The smugglers were later produced before the magistrate's court of the north-eastern city of Sylhet. Though the police prayed for a 15-day's remand, the court granted a 10-day one.

Meanwhile, the two Indian smugglers' 17-year-old Bangladeshi accomplice, Kalaganju, has confessed to smuggling contraband items into Bangladesh across the border for a long time. The boy, a poor day labourer, has said he was to carry the explosives to someone named Giasuddin of Balichar area of Companyganj. "A man named Onindara of the border area near Bholaganj stone quarry hired me Thursday morning for Tk. 200 to take the packets to Giasuddin. I do not know who this Giasuddin is; but I heard him to be a rich businessman," the boy was quoted as said by the officials. The two Indians, meanwhile, has so far kept mum to a number of queries.

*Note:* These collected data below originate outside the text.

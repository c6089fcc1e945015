pub mod clock;

pub use clock::{Clock, MonotonicClock, SimClock};

use std::time::Duration;

type BoxError = Box<dyn std::error::Error + Send + Sync>;

/// A single DC motor behind an H-bridge style drive.
///
/// `speed` is a signed duty fraction, conceptually in [-1, 1]; the sign
/// selects the direction enable and the magnitude becomes the duty cycle.
/// Callers are expected to pre-clamp; implementations do not range-check.
pub trait Motor {
    fn set_speed(&mut self, speed: f32) -> Result<(), BoxError>;

    /// Disable both direction enables and zero the duty cycle.
    fn stop(&mut self) -> Result<(), BoxError>;
}

/// An incremental encoder channel on the shared sensor bus.
///
/// `read_raw` returns the raw 16-bit tick register (high byte, low byte
/// combined). Direction reversal and overflow rejection are applied by the
/// core's `EncoderChannel`, not here.
pub trait Encoder {
    fn read_raw(&mut self, timeout: Duration) -> Result<u16, BoxError>;

    /// Zero the channel's tick counter. No acknowledgment is verified.
    fn reset(&mut self) -> Result<(), BoxError>;
}

/// Continuous analog height feedback for the vertical axis.
/// Readings are normalized sensor units, a fraction of full scale;
/// larger means lower carriage.
pub trait HeightSensor {
    fn read(&mut self, timeout: Duration) -> Result<f32, BoxError>;
}

/// Jaw state of the gripping actuator. Set directly; there is no feedback.
#[derive(Debug, Clone, Copy, PartialEq, Eq)]
pub enum GripperState {
    Open,
    Closed,
}

pub trait Gripper {
    fn set_state(&mut self, state: GripperState) -> Result<(), BoxError>;
}

/// Half-duplex byte link (host serial, voice-recognition peripheral).
pub trait ByteLink {
    /// Blocking read of the next byte, bounded by `timeout`.
    fn read_byte(&mut self, timeout: Duration) -> Result<u8, BoxError>;
    fn write_byte(&mut self, byte: u8) -> Result<(), BoxError>;
}

// Boxed devices forward to the inner implementation so controllers can be
// built over `Box<dyn Motor>` and friends.
impl<T: Motor + ?Sized> Motor for Box<T> {
    fn set_speed(&mut self, speed: f32) -> Result<(), BoxError> {
        (**self).set_speed(speed)
    }

    fn stop(&mut self) -> Result<(), BoxError> {
        (**self).stop()
    }
}

impl<T: Encoder + ?Sized> Encoder for Box<T> {
    fn read_raw(&mut self, timeout: Duration) -> Result<u16, BoxError> {
        (**self).read_raw(timeout)
    }

    fn reset(&mut self) -> Result<(), BoxError> {
        (**self).reset()
    }
}

impl<T: HeightSensor + ?Sized> HeightSensor for Box<T> {
    fn read(&mut self, timeout: Duration) -> Result<f32, BoxError> {
        (**self).read(timeout)
    }
}

impl<T: Gripper + ?Sized> Gripper for Box<T> {
    fn set_state(&mut self, state: GripperState) -> Result<(), BoxError> {
        (**self).set_state(state)
    }
}

impl<T: ByteLink + ?Sized> ByteLink for Box<T> {
    fn read_byte(&mut self, timeout: Duration) -> Result<u8, BoxError> {
        (**self).read_byte(timeout)
    }

    fn write_byte(&mut self, byte: u8) -> Result<(), BoxError> {
        (**self).write_byte(byte)
    }
}

/// Coarse session state lamps. The reference rig drives four LEDs;
/// implementations map `SessionPhase` onto whatever indicators exist.
#[derive(Debug, Clone, Copy, PartialEq, Eq)]
pub enum SessionPhase {
    /// Waiting for a host request.
    Idle,
    /// Voice recognition in progress; `tokens` counts confirmed tokens (0..=4).
    Listening { tokens: u8 },
    /// Descriptor acquired, handing back to the host.
    AwaitingHost,
    /// A transfer is executing.
    Moving,
}

pub trait Indicator {
    fn show(&mut self, phase: SessionPhase);
}

impl<T: Indicator + ?Sized> Indicator for Box<T> {
    fn show(&mut self, phase: SessionPhase) {
        (**self).show(phase)
    }
}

TNT, which can be fitted to any structure, is usually used by regular armies to destroy buildings and bridges. It is also used in mining and in making of explosives.

RAB does it Again
Living up to its reputation of killing killers albeit in custody, the Rapid Action Battalion (RAB) have done it again. On September 10, members of RAB arrested notorious criminal Ahmudya Haq Chaudhury alias Ahmudya and 10 of his accomplices as they were coming out of the Aeochia Union Parishad office at Deodighirpar in Satkania (Chittagong). Ahmudya was the present chairman of the Union Parishad. After the arrest at around 11 PM, RAB members took Ahmudya and one of his accomplices to Aeochia to apparently recover arms. According to the official stay, when they reached the spot other members of Ahmudya's gang started shooting at the RAB members who shot back at them. It was during this shoot out that Ahmudya and his accomplice Minhaz were gunned down. Fire LG and a large number of arms were recovered. According to the police, Ahmudya a former Jamaat-e-Islami cadre, has been absolved of 13 cases since the coalition came to power. He was also reportedly evading a 17-year rigorous imprisonment (RI) sentence in an arms case before he joined the ruling BNP this July. So far 18 people have died in RAB's custody. Ahmudya's death is therefore another case of deja-vu.